No announcement yet.
  • Filter
  • Time
  • Show
Clear All
new posts

  • npregress with bootstrap standard errors omitted dummy variables

    Dear all,

    I am using the new non-parametric regression command with bootstrap standard errors on a large sample size of cross-sectional data. The dependent variables is a binary variable and independent variables include a few continuous variables and dummy variables.

    npregress kernel infant_death gwec impwater impsan_shared unimpsanratio gwd $control, vce(bootstrap, reps(5) seed(2018) nodrop)

    I used "nodrop" option here with bootstrap to fix the error of "insufficient observations to compute bootstrap standard errors".

    Here is the output. All the dummy variables are omitted. Does anybody have any idea what goes wrong here?
    Click image for larger version

Name:	npr.png
Views:	1
Size:	54.6 KB
ID:	1449014

    Any help is greatly appreciated.

    Warm regards,

  • #2
    Hello Doris,

    Although you a large number of observations, the E(kernel obs) statistic is telling you, on average, how many observations you have for each regression ( heuristically, npregress is doing one regression for each observation in your sample). The number for E(kernel obs) suggests that to obtain the mean function you are computing 20,503 regressions using, on average, 82 observations. The second consideration is that by using the nodrop option of the bootstrap you are not solving a problem but ignoring a potential issue.

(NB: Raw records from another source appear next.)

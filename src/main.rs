//! Swarm Router - Entry Point
//!
//! Modes:
//! - Default: resume persisted runs and keep dispatching until Ctrl-C
//! - --runs / -r: print persisted runs as JSON and exit
//! - --check / -c: validate configuration and exit

use swarm_router::{CapabilityRegistry, Config, SwarmContext};
use tracing::{info, Level};
use tracing_subscriber::FmtSubscriber;

#[tokio::main]
async fn main() -> anyhow::Result<()> {
    // Load environment
    dotenvy::dotenv().ok();

    // Parse args
    let args: Vec<String> = std::env::args().collect();
    let runs_mode = args.iter().any(|a| a == "--runs" || a == "-r");
    let check_mode = args.iter().any(|a| a == "--check" || a == "-c");
    let help_mode = args.iter().any(|a| a == "--help" || a == "-h");
    let config_path = args
        .iter()
        .position(|a| a == "--config")
        .and_then(|i| args.get(i + 1));

    if help_mode {
        println!("Swarm Router v{}", env!("CARGO_PKG_VERSION"));
        println!();
        println!("Usage: swarm-router [OPTIONS]");
        println!();
        println!("Options:");
        println!("  --config <path>  Load a TOML config instead of the environment");
        println!("  --runs, -r       Print persisted runs and exit");
        println!("  --check, -c      Validate configuration and exit");
        println!("  --help, -h       Show this help");
        println!();
        println!("Environment variables:");
        println!("  SWARM_DB_PATH        Structured tier database");
        println!("  SWARM_ARCHIVE_DIR    Archival tier directory");
        println!("  SWARM_PROVIDERS      provider:slots[:max_concurrent],...");
        println!("  SWARM_LOG_JSON       1 for JSON logs on stderr");
        return Ok(());
    }

    // Setup logging
    let log_level = std::env::var("RUST_LOG")
        .map(|s| match s.to_lowercase().as_str() {
            "trace" => Level::TRACE,
            "debug" => Level::DEBUG,
            "warn" => Level::WARN,
            "error" => Level::ERROR,
            _ => Level::INFO,
        })
        .unwrap_or(Level::INFO);
    let json_logs = std::env::var("SWARM_LOG_JSON").map(|v| v == "1").unwrap_or(false);

    if json_logs {
        let subscriber = FmtSubscriber::builder()
            .with_max_level(log_level)
            .with_writer(std::io::stderr)
            .with_ansi(false)
            .json()
            .finish();
        tracing::subscriber::set_global_default(subscriber)?;
    } else {
        let subscriber = FmtSubscriber::builder()
            .with_max_level(log_level)
            .with_ansi(true)
            .finish();
        tracing::subscriber::set_global_default(subscriber)?;
    }

    let config = match config_path {
        Some(path) => Config::from_toml_file(std::path::Path::new(path))?,
        None => Config::from_env()?,
    };

    if check_mode {
        println!("{}", toml::to_string_pretty(&config)?);
        return Ok(());
    }

    info!("Swarm Router v{}", env!("CARGO_PKG_VERSION"));

    // Handlers are registered by embedding applications; the standalone
    // process only inspects persisted work and keeps storage healthy.
    if !config.roster.is_empty() {
        anyhow::bail!(
            "this binary registers no capability handlers, so it cannot staff an agent roster \
             ({} entries configured); unset SWARM_AGENTS or run the roster from an application \
             that registers handlers",
            config.roster.len()
        );
    }
    let registry = CapabilityRegistry::new();
    let mut ctx = SwarmContext::start(config, registry).await?;

    if runs_mode {
        let runs = ctx.coordinator.list_runs().await;
        println!("{}", serde_json::to_string_pretty(&runs)?);
        ctx.shutdown().await;
        return Ok(());
    }

    tokio::signal::ctrl_c().await?;
    info!("Ctrl-C received");
    ctx.shutdown().await;

    let stats = ctx.router.stats();
    for report in &stats.tiers {
        info!(
            "{}: {} reads, {} hits, {} writes ({:?})",
            report.tier, report.stats.reads, report.stats.hits, report.stats.writes, report.circuit
        );
    }

    Ok(())
}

    It seems to me that to get a more reliable estimate you may want to reduce the number of regressors. From your results, I see a couple of alternatives. For example you do not need to create a variable for age squared (I assume this is what age2 is). If indeed the square of age, or any other arbitrary function of age, is in the model the nonparametric estimate will incorporate it. Also, you may want to introduce the dummy variables as categorical variables using factor variable notation, i.e, i.married_union, the command treats categorical variables differently than continuous variables. This is certainly part of the problem.

    Feel free to send me a copy of the data, if possible, to and I will take a closer look.


    • #3
      Thanks so much for the suggestions. They are very helpful. I have done two estimations with "npregress": one as above, and the other with year and district dummies right afterwards. And then I tried to use "margins" and "marginsplot" to graph the predicted value against the key dependent variable "GWEC". But I got an error message:

      margins, at(gwec=(0(2)38)) reps(5) seed(2018)
      (running margins on estimation sample)

      data have changed since estimation
      margins after npregress will not work if your covariates or your dependent variable have changed since estimation.
      an error occurred when bootstrap executed margins4npregress

      Thanks so much again.
      Warm regards,


      • #4
        Hi Doris,

        The error message indicates that one or more of your predictor or outcome variables have changed between your last call to npregress and your call to margins. This is not allowed with npregress. If you think something else might be going on, please feel free to send us your data set and do file to



        • #5
          I had the same problem. The problem can be easily solved by declaring the dummy var to be a factor var that is if sex is a dummy use instead.